An example of a dashboard representing the Monitor part of the MAD framework
This next level gives us the ability to dig a little deeper to understand the issue, when we look at sales we can compare Sales Reps, Products, Branches, Customers etc to see how each of those are doing in comparison to last year and we can start identifying specific areas where there are issues.
Depending on the detail required each of these business areas could have their own sheet in a report to allow more analysis.

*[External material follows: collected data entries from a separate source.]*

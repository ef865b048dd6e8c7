//! # Axon
//!
//! Neuron models and a seeded reference simulator.
//!
//! Axon provides the pieces a simulator test suite needs to talk about:
//!
//! - **Neuron models**: the closed set [`NeuronType::ALL`] (LIF, LIFRate, Direct)
//! - **Networks**: populations of neurons driven by constant input
//! - **Simulators**: the [`Simulator`] contract, a type-erased
//!   [`SimulatorHandle`], and the [`ReferenceSimulator`] backend
//! - **Hashing**: [`hash_simulator`] for determinism checks
//!
//! ## Quick Start
//!
//! ```
//! use axon::{Network, NeuronType, Population, ReferenceSimulator, BuildSimulator, Simulator};
//!
//! let mut net = Network::new();
//! net.add(Population::new("ens", NeuronType::lif(), 10).with_input(1.0));
//!
//! let mut sim = ReferenceSimulator::build(&net, 42).unwrap();
//! sim.run(0.5);
//! assert_eq!(sim.n_steps(), 500);
//! ```

#![warn(missing_docs)]
#![warn(clippy::all)]
#![warn(clippy::pedantic)]
#![allow(clippy::module_name_repetitions)]

pub mod error;
pub mod hash;
pub mod network;
pub mod neuron;
pub mod simulator;

// Re-exports for convenience
pub use error::{SimulatorError, SimulatorResult};
pub use hash::hash_simulator;
pub use network::{Network, Population, DEFAULT_DT};
pub use neuron::{LifParams, NeuronState, NeuronType};
pub use simulator::{BuildSimulator, ReferenceSimulator, Simulator, SimulatorHandle};
//! Tracing setup for harness binaries.

use tracing_subscriber::EnvFilter;

/// Filter used when `RUST_LOG` is unset or invalid.
pub const DEFAULT_FILTER: &str = "warn";

/// Install a console subscriber filtered by `RUST_LOG`.
///
/// Safe to call more than once; only the first call installs a subscriber.
pub fn init_tracing() {
    let filter =
        EnvFilter::try_from_default_env().unwrap_or_else(|_| EnvFilter::new(DEFAULT_FILTER));

    let _ = tracing_subscriber::fmt()
        .with_env_filter(filter)
        .with_target(false)
        .with_writer(std::io::stderr)
        .try_init();
}
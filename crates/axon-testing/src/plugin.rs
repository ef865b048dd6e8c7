//! Explicit plugin registration.
//!
//! Fixtures and tests are never discovered by naming convention. A
//! [`HarnessPlugin`] registers what it provides against a
//! [`HarnessConfig`](crate::HarnessConfig), in the order plugins are added.
//!
//! # Example
//!
//! ```
//! use axon_testing::{AxonPlugin, HarnessConfig, HarnessPlugin};
//!
//! struct Defaults;
//!
//! impl HarnessPlugin for Defaults {
//!     fn name(&self) -> &'static str {
//!         "defaults"
//!     }
//!
//!     fn register(&self, config: &mut HarnessConfig) {
//!         AxonPlugin.register(config);
//!     }
//! }
//!
//! let mut config = HarnessConfig::new();
//! config.register_plugin(&Defaults);
//! assert_eq!(config.plugins(), ["defaults"]);
//! assert!(config.simulator().is_some());
//! ```

use axon::{ReferenceSimulator, SimulatorHandle};

use crate::config::HarnessConfig;

/// Something that contributes fixtures or tests to a harness.
pub trait HarnessPlugin {
    /// Name recorded in [`HarnessConfig::plugins`].
    fn name(&self) -> &'static str;

    /// Register fixtures and tests.
    fn register(&self, config: &mut HarnessConfig);
}

/// Registers the reference simulator as both the simulator under test and
/// the reference simulator.
///
/// Backends that want to run the shared suite register this plugin first and
/// then override the simulator under test with
/// [`HarnessConfig::set_simulator`].
#[derive(Debug, Clone, Copy, Default)]
pub struct AxonPlugin;

impl HarnessPlugin for AxonPlugin {
    fn name(&self) -> &'static str {
        "axon"
    }

    fn register(&self, config: &mut HarnessConfig) {
        let reference = SimulatorHandle::of::<ReferenceSimulator>();
        config
            .set_simulator(reference)
            .set_reference_simulator(reference);
    }
}
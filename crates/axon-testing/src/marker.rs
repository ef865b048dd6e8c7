//! Test category markers and the skip gate.
//!
//! A test can carry any combination of [`Markers`]. Before a case runs, the
//! gate walks the categories in a fixed order (benchmark, example, optional)
//! and skips the case on the first category the options do not enable.

use std::fmt;

use bitflags::bitflags;
use serde::{Deserialize, Serialize};

use crate::error::Skip;
use crate::options::HarnessOptions;

bitflags! {
    /// Set of category markers attached to a test.
    #[derive(Debug, Clone, Copy, PartialEq, Eq, Hash, Default, Serialize, Deserialize)]
    pub struct Markers: u8 {
        /// Benchmarking test, opt-in via `--benchmarks`.
        const BENCHMARK = 1 << 0;
        /// Example-based test, opt-out via `--noexamples`.
        const EXAMPLE = 1 << 1;
        /// Test using optional dependencies, opt-in via `--optional`.
        const OPTIONAL = 1 << 2;
    }
}

/// A single test category.
#[derive(Debug, Clone, Copy, PartialEq, Eq, Hash, Serialize, Deserialize)]
pub enum Marker {
    /// Benchmarking test.
    Benchmark,
    /// Example-based test.
    Example,
    /// Test that may use optional packages.
    Optional,
}

impl Marker {
    /// Every category, in gate order.
    pub const ALL: [Self; 3] = [Self::Benchmark, Self::Example, Self::Optional];

    /// The flag bit for this category.
    #[must_use]
    pub const fn flag(self) -> Markers {
        match self {
            Self::Benchmark => Markers::BENCHMARK,
            Self::Example => Markers::EXAMPLE,
            Self::Optional => Markers::OPTIONAL,
        }
    }

    /// Skip reason reported when this category is not enabled.
    #[must_use]
    pub const fn skip_reason(self) -> &'static str {
        match self {
            Self::Benchmark => "benchmarks not requested",
            Self::Example => "examples not requested",
            Self::Optional => "optional tests not requested",
        }
    }

    /// Whether `options` allow tests in this category to run.
    #[must_use]
    pub const fn enabled(self, options: &HarnessOptions) -> bool {
        match self {
            Self::Benchmark => options.benchmarks,
            Self::Example => options.run_examples(),
            Self::Optional => options.optional,
        }
    }
}

impl fmt::Display for Marker {
    fn fmt(&self, f: &mut fmt::Formatter<'_>) -> fmt::Result {
        match self {
            Self::Benchmark => write!(f, "benchmark"),
            Self::Example => write!(f, "example"),
            Self::Optional => write!(f, "optional"),
        }
    }
}

impl From<Marker> for Markers {
    fn from(marker: Marker) -> Self {
        marker.flag()
    }
}

impl Markers {
    /// Returns true if the set includes `marker`.
    #[must_use]
    pub fn has(self, marker: Marker) -> bool {
        self.contains(marker.flag())
    }
}

/// Decide whether a test carrying `markers` may run under `options`.
///
/// # Errors
///
/// Returns the [`Skip`] signal for the first marked category that is not
/// enabled.
///
/// # Example
///
/// ```
/// use axon_testing::{check_markers, HarnessOptions, Markers};
///
/// let options = HarnessOptions::default();
/// let skip = check_markers(Markers::BENCHMARK, &options).unwrap_err();
/// assert_eq!(skip.reason(), "benchmarks not requested");
/// assert!(check_markers(Markers::EXAMPLE, &options).is_ok());
/// ```
pub fn check_markers(markers: Markers, options: &HarnessOptions) -> Result<(), Skip> {
    match Marker::ALL
        .into_iter()
        .find(|&marker| markers.has(marker) && !marker.enabled(options))
    {
        Some(marker) => Err(Skip::new(marker.skip_reason())),
        None => Ok(()),
    }
}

At this stage it is good to have a tool that allows for selecting and filtering different dimensions (the describing data points like product name, branch name, salesperson name) so that you can drill in and ask more questions easily.
These sheets typically have more charts and maybe a couple of KPI’s, sometime a small table if it adds value
An Analysis sheet, in this case Customer Analysis
Once you have drilled in and pin pointed a possible issue that needs to dealt with -Your Actionable Insight, you may require some further detailed pieces of data. For example a Sales persons margin is much lower on average than others and you have identified that they seem to be offering more discount at POS on average than others. Once you have drilled down to this sales person, then identified the sales you might want to be able to view all the details of specific transactions.
These sheets typically are just a large table of transactional data that through the process of the Analysis level should have been filtered down to a quite specific set of data. You don’t want to get here and still have 1000’s of lines to trawl through.
A detail sheet showing the specific transaction details of a specific set of data base off applied filters
The MAD Framework Triangle
Normally the MAD framework is depicted in a triangle with the point at the top. From my perspective, when doing analysis I think it should be the other way around. Monitor gives us a high level view of all of the data. Analysis let us focus on a smaller data set that is more targeted. Detail is even more filtered and brings us to the pointy end of the process. Identifying the action required.